Die verstärkten Kontrollen an den Grenzen werden aufgrund der globalen Lage aufrechterhalten. Seit ihrer Einführung seien bereits 35.000 Menschen abgewiesen und fast 9.000 Personen mit offenen Haftbefehlen festgenommen worden, erklärte Dobrindt. Zudem seien über 1.400 Schleuser in Gewahrsam genommen worden.
Der Minister dämpfte Befürchtungen, der Krieg im Iran könnte sich auf die Fanfeste während des Turniers auswirken. Deutschland bleibe ein sicheres Land, betonte er, und es gebe umfassende Sicherheitsvorkehrungen für öffentliche Veranstaltungen.
Zum Thema Fußball zeigte sich Dobrindt optimistisch: Er sagte der Nationalmannschaft gute Chancen voraus und prognostizierte sogar den Einzug ins WM-Finale. Gleichzeitig riet er den Spielern, sich auf den Sport zu konzentrieren und politische Themen außen vor zu lassen. Auf die Frage, ob die Ausrichtung von Spielen in den USA, Kanada und Mexiko die Stimmung in Deutschland nachhaltig verändern werde, blieb er jedoch zurückhaltend.

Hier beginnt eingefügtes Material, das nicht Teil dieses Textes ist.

//! Tag formatting rules.
//!
//! Every supported tag maps to a [`Tag`] variant and the dispatch in
//! [`format_node`] is a closed match, so a tag without a rule falls through
//! the explicit [`Tag::Other`] arm and passes its children through.

mod markdown;

pub use markdown::{formatted_text, resolve_url};

use url::Url;

use crate::node::Node;

/// Tags with a dedicated formatting rule
#[derive(Debug, Clone, Copy, PartialEq, Eq)]
pub enum Tag {
    /// h1 - h6
    Heading(u8),
    /// p, article, section, main
    Block,
    Div,
    /// strong, b
    Strong,
    /// i, em
    Emphasis,
    Link,
    Blockquote,
    /// ul, ol
    List,
    ListItem,
    Code,
    Pre,
    LineBreak,
    HorizontalRule,
    Image,
    Table,
    TableRow,
    TableCell,
    TableHeaderCell,
    /// Anything else: children pass through unchanged
    Other,
}

impl Tag {
    /// Look up the rule for a lowercase tag name
    pub fn from_name(tag: &str) -> Self {
        match tag {
            "h1" => Tag::Heading(1),
            "h2" => Tag::Heading(2),
            "h3" => Tag::Heading(3),
            "h4" => Tag::Heading(4),
            "h5" => Tag::Heading(5),
            "h6" => Tag::Heading(6),
            "p" | "article" | "section" | "main" => Tag::Block,
            "div" => Tag::Div,
            "strong" | "b" => Tag::Strong,
            "i" | "em" => Tag::Emphasis,
            "a" => Tag::Link,
            "blockquote" => Tag::Blockquote,
            "ul" | "ol" => Tag::List,
            "li" => Tag::ListItem,
            "code" => Tag::Code,
            "pre" => Tag::Pre,
            "br" => Tag::LineBreak,
            "hr" => Tag::HorizontalRule,
            "img" => Tag::Image,
            "table" => Tag::Table,
            "tr" => Tag::TableRow,
            "td" => Tag::TableCell,
            "th" => Tag::TableHeaderCell,
            _ => Tag::Other,
        }
    }
}

/// Read-only inputs shared by all rules during one conversion
#[derive(Debug, Clone, Copy, Default)]
pub struct FormatContext<'a> {
    /// Base for resolving relative link and image references
    pub base_url: Option<&'a Url>,
}

/// Format an element from its already rendered, trimmed children.
pub fn format_node(node: &Node, children: &str, ctx: &FormatContext<'_>) -> String {
    use markdown::*;

    match Tag::from_name(&node.tag_name()) {
        Tag::Heading(level) => heading(node, level),
        Tag::Block => block(children),
        Tag::Div => div(children),
        Tag::Strong => strong(children),
        Tag::Emphasis => emphasis(children),
        Tag::Link => link(node, children, ctx),
        Tag::Blockquote => blockquote(node),
        Tag::List => list(children),
        Tag::ListItem => list_item(children),
        Tag::Code => code(children),
        Tag::Pre => code_block(node),
        Tag::LineBreak => line_break(),
        Tag::HorizontalRule => horizontal_rule(),
        Tag::Image => image(node, ctx),
        Tag::Table => table(children),
        Tag::TableRow => table_row(children),
        Tag::TableCell => table_cell(children),
        Tag::TableHeaderCell => table_header_cell(children),
        Tag::Other => children.to_string(),
    }
}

Die Sicherheit bei Großveranstaltungen habe weiterhin höchste Priorität, wobei die Grenzkontrollen eine zentrale Rolle spielten, hieß es. Die Regierung sorge dafür, dass Schutzmaßnahmen und öffentliche Feiern gleichermaßen möglich seien. Unterdessen steigen die Erwartungen an die Nationalelf, während die WM immer näher rückt.